Ese primer maestro fue el macaraqueño Eddie Gutiérrez, compositor de más de 50 temas de Osvaldo Ayala.

“Con él aprendí lo básico y después me recomendó a Aceves Núñez, profesor de la Universidad de Panamá”, relata. De ahí, continuó su aprendizaje con el grupo Los Juglares, que lo corrige y ayuda a tocar mejor.

Desde enero del año pasado, Alexander se ha presentado con Los Juglares en esta universidad, en hospitales y actividades privadas.

sin embargo...

Si bien el gusto y deseo por aprender estaban, hacía falta el medio para su práctica: el instrumento.

Para aprender, tanto Gutiérrez como Núñez le hicieron préstamos de sus acordeones para la enseñanza y ejecución musical.

Hasta hace tres semanas, el último con el que ensayaba era propiedad de Aceves Núñez. Era un Hohner rojo, con el que empezó a soltarse y a conocer diferentes piezas.

Hace dos sábados, la Asociación Cívica de Taboga, presidida por Patricia Owens y por medio de Valerio De Sanctis, presidente de Panalang Unión, le obsequió un nuevo acordeón Hohner Corona III, valorado en más de mil dólares.

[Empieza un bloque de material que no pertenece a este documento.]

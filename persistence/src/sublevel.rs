//! The fixed, closed set of storage sublevels and their normative key
//! prefixes.

/// A namespace within the store. Each sublevel maps to its own
/// physical tree (disk) or map (memory), so batches within a single
/// sublevel are atomic independent of what happens in any other.
#[derive(Debug, Clone, Copy, PartialEq, Eq, Hash)]
pub enum Sublevel {
    Blocks,
    UtxoTransactions,
    UtxoSet,
    PendingUtxoTx,
    Metadata,
    Config,
    Nodes,
    CryptoKeys,
    Genesis,
    GenMeta,
    GenUtxo,
}

impl Sublevel {
    /// The tree/map name this sublevel is stored under.
    #[must_use]
    pub const fn name(self) -> &'static str {
        match self {
            Self::Blocks => "blocks",
            Self::UtxoTransactions => "utxo_transactions",
            Self::UtxoSet => "utxo_set",
            Self::PendingUtxoTx => "pending_utxo_tx",
            Self::Metadata => "metadata",
            Self::Config => "config",
            Self::Nodes => "nodes",
            Self::CryptoKeys => "crypto_keys",
            Self::Genesis => "genesis",
            Self::GenMeta => "gen_meta",
            Self::GenUtxo => "gen_utxo",
        }
    }

    /// The normative key prefix used for keys stored in this sublevel.
    #[must_use]
    pub const fn key_prefix(self) -> &'static str {
        match self {
            Self::Blocks => "block:",
            Self::UtxoTransactions => "utxo_tx:",
            Self::UtxoSet => "utxo:",
            Self::PendingUtxoTx => "pending:",
            Self::Metadata => "meta:",
            Self::Config => "config:",
            Self::Nodes => "node:",
            Self::CryptoKeys => "keypair:",
            Self::Genesis => "genesis:",
            Self::GenMeta => "gen_meta:",
            Self::GenUtxo => "gen_utxo:",
        }
    }

    /// Prefixes a bare key with this sublevel's normative prefix,
    /// unless it is already prefixed.
    #[must_use]
    pub fn namespaced_key(self, key: &str) -> String {
        if key.starts_with(self.key_prefix()) {
            key.to_string()
        } else {
            format!("{}{key}", self.key_prefix())
        }
    }

    pub const ALL: [Self; 11] = [
        Self::Blocks,
        Self::UtxoTransactions,
        Self::UtxoSet,
        Self::PendingUtxoTx,
        Self::Metadata,
        Self::Config,
        Self::Nodes,
        Self::CryptoKeys,
        Self::Genesis,
        Self::GenMeta,
        Self::GenUtxo,
    ];
}

#[cfg(test)]
mod tests {
    use super::*;

    #[test]
    fn namespaced_key_applies_prefix_once() {
        assert_eq!(Sublevel::Blocks.namespaced_key("42"), "block:42");
        assert_eq!(Sublevel::Blocks.namespaced_key("block:42"), "block:42");
    }

    #[test]
    fn every_sublevel_has_a_distinct_prefix() {
        let prefixes: std::collections::HashSet<_> = Sublevel::ALL.iter().map(|s| s.key_prefix()).collect();
        assert_eq!(prefixes.len(), Sublevel::ALL.len());
    }
}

“El Club de Leones se me acercó y me habló de él”, afirma Patricia Owens. “Al segundo de conocerlo me di cuenta de su calidad de persona. Me acerqué a quien le obsequié el acordeón; le expliqué la causa y me dijo: ´me comprometo”.

“Le expliqué que tenía un interés en esta causa, sobre todo por el hecho de que un tabogano llegara al tercer puesto de un concurso en Guararé y también por el sacrificio de sus padres”, comenta Owens.

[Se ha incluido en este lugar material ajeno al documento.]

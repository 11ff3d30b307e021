//! UTXO-model transactions: inputs spend prior outputs by unlocking
//! script, outputs create new ones locked to an address or pubkey.

use crate::script::{verify_unlock, LockingScript, UnlockingScript};
use crate::utxo::UtxoSet;
use serde::{Deserialize, Serialize};
use shared::canonical::to_preimage;
use shared::{BlockchainError, Hash256, Result};
use std::collections::HashSet;

/// The sentinel previous-output used by coinbase inputs.
const COINBASE_VOUT: u32 = 0xFFFF_FFFF;

#[derive(Debug, Clone, PartialEq, Eq, Serialize, Deserialize)]
pub struct TxInput {
    pub previous_tx_id: Hash256,
    pub output_index: u32,
    pub unlocking_script: UnlockingScript,
    pub sequence: u32,
}

impl TxInput {
    #[must_use]
    pub fn new(previous_tx_id: Hash256, output_index: u32, unlocking_script: UnlockingScript, sequence: u32) -> Self {
        Self {
            previous_tx_id,
            output_index,
            unlocking_script,
            sequence,
        }
    }

    #[must_use]
    pub fn coinbase() -> Self {
        Self {
            previous_tx_id: Hash256::zero(),
            output_index: COINBASE_VOUT,
            unlocking_script: UnlockingScript::None,
            sequence: COINBASE_VOUT,
        }
    }

    #[must_use]
    pub fn is_coinbase(&self) -> bool {
        self.previous_tx_id == Hash256::zero() && self.output_index == COINBASE_VOUT
    }
}

#[derive(Debug, Clone, PartialEq, Eq, Serialize, Deserialize)]
pub struct TxOutput {
    pub value: u64,
    pub locking_script: LockingScript,
    pub output_index: u32,
}

impl TxOutput {
    #[must_use]
    pub fn new(value: u64, locking_script: LockingScript, output_index: u32) -> Self {
        Self {
            value,
            locking_script,
            output_index,
        }
    }
}

/// The preimage committed to by a transaction's id — everything
/// except the id and the fee, which is derived rather than carried.
#[derive(Serialize)]
struct TxPreimage<'a> {
    inputs: &'a [TxInput],
    outputs: &'a [TxOutput],
    lock_time: u64,
    timestamp: i64,
}

#[derive(Debug, Clone, PartialEq, Eq, Serialize, Deserialize)]
pub struct UTXOTransaction {
    pub id: Hash256,
    pub inputs: Vec<TxInput>,
    pub outputs: Vec<TxOutput>,
    pub lock_time: u64,
    pub timestamp: i64,
    pub fee: u64,
}

impl UTXOTransaction {
    /// Builds a coinbase transaction: one coinbase input, one output
    /// paying `reward` to `reward_script`.
    #[must_use]
    pub fn coinbase(reward_script: LockingScript, reward: u64, timestamp: i64) -> Self {
        let inputs = vec![TxInput::coinbase()];
        let outputs = vec![TxOutput::new(reward, reward_script, 0)];
        let id = Self::compute_id(&inputs, &outputs, 0, timestamp);
        Self {
            id,
            inputs,
            outputs,
            lock_time: 0,
            timestamp,
            fee: 0,
        }
    }

    /// Builds a regular transaction, deriving its id from the given
    /// fields and its fee from `total_input_value - total_output_value`.
    #[must_use]
    pub fn new(inputs: Vec<TxInput>, outputs: Vec<TxOutput>, lock_time: u64, timestamp: i64, input_value: u64) -> Self {
        let output_value: u64 = outputs.iter().map(|o| o.value).sum();
        let fee = input_value.saturating_sub(output_value);
        let id = Self::compute_id(&inputs, &outputs, lock_time, timestamp);
        Self {
            id,
            inputs,
            outputs,
            lock_time,
            timestamp,
            fee,
        }
    }

    fn compute_id(inputs: &[TxInput], outputs: &[TxOutput], lock_time: u64, timestamp: i64) -> Hash256 {
        let preimage = TxPreimage {
            inputs,
            outputs,
            lock_time,
            timestamp,
        };
        let bytes = to_preimage(&preimage).expect("transaction preimage is always serializable");
        Hash256::sha256(&bytes)
    }

    #[must_use]
    pub fn is_coinbase(&self) -> bool {
        self.inputs.len() == 1 && self.inputs[0].is_coinbase()
    }

    #[must_use]
    pub fn total_output_value(&self) -> u64 {
        self.outputs.iter().map(|o| o.value).sum()
    }

    /// Sums the value of every UTXO this transaction's inputs spend.
    ///
    /// # Errors
    ///
    /// Returns `NotFound` if an input references a UTXO that doesn't
    /// exist in `utxo_set`.
    pub fn total_input_value(&self, utxo_set: &UtxoSet) -> Result<u64> {
        let mut total = 0u64;
        for input in &self.inputs {
            if input.is_coinbase() {
                continue;
            }
            let utxo = utxo_set
                .get(&input.previous_tx_id, input.output_index)
                .ok_or_else(|| BlockchainError::NotFound(format!("utxo {}:{}", input.previous_tx_id, input.output_index)))?;
            total = total.checked_add(utxo.value).ok_or_else(|| {
                BlockchainError::InvalidTransaction("input value overflow".into())
            })?;
        }
        Ok(total)
    }

    /// Structural checks that don't need the UTXO set: non-empty
    /// inputs/outputs (unless coinbase), positive values, and no
    /// input spending the same outpoint twice.
    ///
    /// # Errors
    ///
    /// Returns `InvalidTransaction` describing the first violation found.
    pub fn validate_basic(&self) -> Result<()> {
        if self.outputs.is_empty() {
            return Err(BlockchainError::InvalidTransaction("transaction has no outputs".into()));
        }
        if !self.is_coinbase() && self.inputs.is_empty() {
            return Err(BlockchainError::InvalidTransaction("non-coinbase transaction has no inputs".into()));
        }
        if self.outputs.iter().any(|o| o.value == 0) {
            return Err(BlockchainError::InvalidTransaction("output value must be positive".into()));
        }

        let mut seen = HashSet::new();
        for input in &self.inputs {
            if input.is_coinbase() {
                continue;
            }
            if !seen.insert((input.previous_tx_id, input.output_index)) {
                return Err(BlockchainError::InvalidTransaction("duplicate input in transaction".into()));
            }
        }
        Ok(())
    }

    /// Verifies that every non-coinbase input's unlocking script
    /// satisfies the locking script of the UTXO it spends, and that
    /// total input value covers total output value.
    ///
    /// # Errors
    ///
    /// Returns `InvalidTransaction` if a signature fails to verify or
    /// inputs don't cover outputs, `NotFound` if an input references
    /// a nonexistent UTXO.
    pub fn validate_against_utxo_set(&self, utxo_set: &UtxoSet) -> Result<()> {
        self.validate_basic()?;

        if self.is_coinbase() {
            return Ok(());
        }

        for input in &self.inputs {
            let utxo = utxo_set
                .get(&input.previous_tx_id, input.output_index)
                .ok_or_else(|| BlockchainError::NotFound(format!("utxo {}:{}", input.previous_tx_id, input.output_index)))?;

            if !verify_unlock(&utxo.locking_script, &input.unlocking_script, &self.id) {
                return Err(BlockchainError::InvalidTransaction(format!(
                    "unlocking script failed for input {}:{}",
                    input.previous_tx_id, input.output_index
                )));
            }
        }

        let input_value = self.total_input_value(utxo_set)?;
        let output_value = self.total_output_value();
        if input_value < output_value {
            return Err(BlockchainError::InvalidTransaction(format!(
                "inputs ({input_value}) do not cover outputs ({output_value})"
            )));
        }

        Ok(())
    }
}

#[cfg(test)]
mod tests {
    use super::*;
    use crate::utxo::Utxo;
    use shared::KeyPair;
    use shared::SignatureAlgorithm;

    #[test]
    fn coinbase_transaction_has_no_real_inputs() {
        let tx = UTXOTransaction::coinbase(LockingScript::Address("lora1miner".into()), 5000, 1700000000);
        assert!(tx.is_coinbase());
        assert_eq!(tx.total_output_value(), 5000);
        assert!(tx.validate_basic().is_ok());
    }

    #[test]
    fn spending_transaction_verifies_signature_against_utxo_set() {
        let keypair = KeyPair::generate(SignatureAlgorithm::Ed25519).unwrap();
        let locking = LockingScript::Pubkey {
            algorithm: SignatureAlgorithm::Ed25519,
            pubkey: keypair.public_key.as_bytes().to_vec(),
        };
        let funding_txid = Hash256::sha256(b"funding tx");

        let mut utxo_set = UtxoSet::new();
        utxo_set.put(Utxo::new(funding_txid, 0, 1000, locking, 10, false));

        let unsigned_inputs = vec![TxInput::new(funding_txid, 0, UnlockingScript::None, 0)];
        let outputs = vec![TxOutput::new(900, LockingScript::Address("lora1bob".into()), 0)];
        let unsigned = UTXOTransaction::new(unsigned_inputs, outputs.clone(), 0, 1700000001, 1000);

        let signature = keypair.sign(unsigned.id.as_bytes()).unwrap();
        let signed_inputs = vec![TxInput::new(
            funding_txid,
            0,
            UnlockingScript::Signature(signature.as_bytes().to_vec()),
            0,
        )];
        let signed = UTXOTransaction::new(signed_inputs, outputs, 0, 1700000001, 1000);

        assert_eq!(signed.fee, 100);
        assert!(signed.validate_against_utxo_set(&utxo_set).is_ok());
    }

    #[test]
    fn spending_transaction_rejects_bad_signature() {
        let keypair = KeyPair::generate(SignatureAlgorithm::Secp256k1).unwrap();
        let other = KeyPair::generate(SignatureAlgorithm::Secp256k1).unwrap();
        let locking = LockingScript::Pubkey {
            algorithm: SignatureAlgorithm::Secp256k1,
            pubkey: keypair.public_key.as_bytes().to_vec(),
        };
        let funding_txid = Hash256::sha256(b"funding tx 2");

        let mut utxo_set = UtxoSet::new();
        utxo_set.put(Utxo::new(funding_txid, 0, 1000, locking, 10, false));

        let outputs = vec![TxOutput::new(900, LockingScript::Address("lora1bob".into()), 0)];
        let placeholder = UTXOTransaction::new(
            vec![TxInput::new(funding_txid, 0, UnlockingScript::None, 0)],
            outputs.clone(),
            0,
            1700000002,
            1000,
        );
        let wrong_signature = other.sign(placeholder.id.as_bytes()).unwrap();
        let tx = UTXOTransaction::new(
            vec![TxInput::new(
                funding_txid,
                0,
                UnlockingScript::Signature(wrong_signature.as_bytes().to_vec()),
                0,
            )],
            outputs,
            0,
            1700000002,
            1000,
        );

        assert!(tx.validate_against_utxo_set(&utxo_set).is_err());
    }

    #[test]
    fn duplicate_inputs_are_rejected() {
        let txid = Hash256::sha256(b"dup");
        let inputs = vec![
            TxInput::new(txid, 0, UnlockingScript::None, 0),
            TxInput::new(txid, 0, UnlockingScript::None, 1),
        ];
        let outputs = vec![TxOutput::new(1, LockingScript::Address("lora1x".into()), 0)];
        let tx = UTXOTransaction::new(inputs, outputs, 0, 0, 1);
        assert!(tx.validate_basic().is_err());
    }
}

El sábado antepasado, el músico y el acordeón fueron bendecidos por el padre Ovidio en la catedral, ocasión que sirvió para interpretar la primera canción que compuso con su acordeón, dedicada a su isla.

“El tabogano es muy especial, muy atento y alegre en toda situación. Si una persona no sabe donde queda algún lugar, el tabogano lo lleva a donde tiene que ir; no se queda tranquilo hasta que llegue, y la canción de Alexander se refiere a eso”, afirma Maruca.

de legados y sacrificios

“Lo que más me gusta es la tranquilidad de esta isla”, afirma Alexander, mientras camina por la orilla del mar manso esmeralda. “Y para el futuro, voy a dejarle un gran legado de cultura, porque hay mucha escasez de eso, por la falta de interés en el folclore panameño”, agrega.

Como negocio extra para solventar los gastos tanto de la casa en la capital y la otra en la isla, Maruca y Harmodio dirigen un quiosco frente a la playa, compuesto por artesanías hechas con conchuelas y conchas que se consiguen al bajar la marea.

“Se venden más durante el verano en enero, febrero y marzo”, afirma Maruca, y aunque la venta actualmente está baja, no deja de atender el puesto en el que también colabora Alexander en distintas asignaciones.

Para su madre, este oficio paralelo es un agregado más a un listado de renuncias admirables, las que Alexander está más que consciente.

“El sacrificio va desde no comprarme ni ropa para mí, sino solamente dedicarme a lo que él va a necesitar en sus estudios y en su música, así sea trabajar los fines de semana para mantener dos casas. Mi esposo no está trabajando y por su edad [56 años] es difícil insertarlo en un trabajo”, confiesa.

Pero, ¿cuál crees que será la mejor manera de recompensarlos? Alexander contesta con firmeza: “Siendo un buen acordeonista y agradeciendo todo lo que han hecho por mí, convirtiéndome en un gran acordeonista”. Así concluye, encaminándose hacia esa meta con esta primera victoria.